▶ **TASK TO COMPLETE**
Write out the material below exactly, with no line missing.

▶ **RECORDS PROVIDED**

=== Section Start ===

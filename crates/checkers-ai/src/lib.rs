//! Computer opponent for checkers.
//!
//! A depth-bounded minimax search with alpha-beta pruning over the rules in
//! `checkers-engine`, a material evaluation, and a [`ComputerPlayer`] that
//! plays whole turns (including its own multi-jumps) on a [`Game`].
//!
//! [`Game`]: checkers_engine::Game
//!
//! # Example
//!
//! ```
//! use checkers_ai::{ComputerPlayer, Difficulty};
//! use checkers_core::{Color, Move, Position};
//! use checkers_engine::Game;
//!
//! let mut game = Game::new();
//! let from = Position::new(5, 0).unwrap();
//! game.make_move(Move::step(from, Position::new(4, 1).unwrap()));
//!
//! let computer = ComputerPlayer::new(Difficulty::Easy, Color::Magenta);
//! computer.take_turn(&mut game);
//! assert_eq!(game.state().turn, Color::Cyan);
//! ```

mod difficulty;
mod evaluation;
mod player;
mod search;

pub use difficulty::{Difficulty, DifficultyError};
pub use evaluation::{evaluate, KING_VALUE, MAN_VALUE};
pub use player::ComputerPlayer;
pub use search::{Searcher, WIN_SCORE};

=== Section End ===

▶ **EXERCISE SOLUTION**
filename crates/checkers-ai/src/lib.rs
//! Computer opponent for checkers.
//!
//! A depth-bounded minimax search with alpha-beta pruning over the rules in
//! `checkers-engine`, a material evaluation, and a [`ComputerPlayer`] that
//! plays whole turns (including its own multi-jumps) on a [`Game`].
//!
//! [`Game`]: checkers_engine::Game
//!
//! # Example
//!
//! ```
//! use checkers_ai::{ComputerPlayer, Difficulty};
//! use checkers_core::{Color, Move, Position};
//! use checkers_engine::Game;
//!
//! let mut game = Game::new();
//! let from = Position::new(5, 0).unwrap();
//! game.make_move(Move::step(from, Position::new(4, 1).unwrap()));
//!
//! let computer = ComputerPlayer::new(Difficulty::Easy, Color::Magenta);
//! computer.take_turn(&mut game);
//! assert_eq!(game.state().turn, Color::Cyan);
//! ```

mod difficulty;
mod evaluation;
mod player;
mod search;

pub use difficulty::{Difficulty, DifficultyError};
pub use evaluation::{evaluate, KING_VALUE, MAN_VALUE};
pub use player::ComputerPlayer;
pub use search::{Searcher, WIN_SCORE};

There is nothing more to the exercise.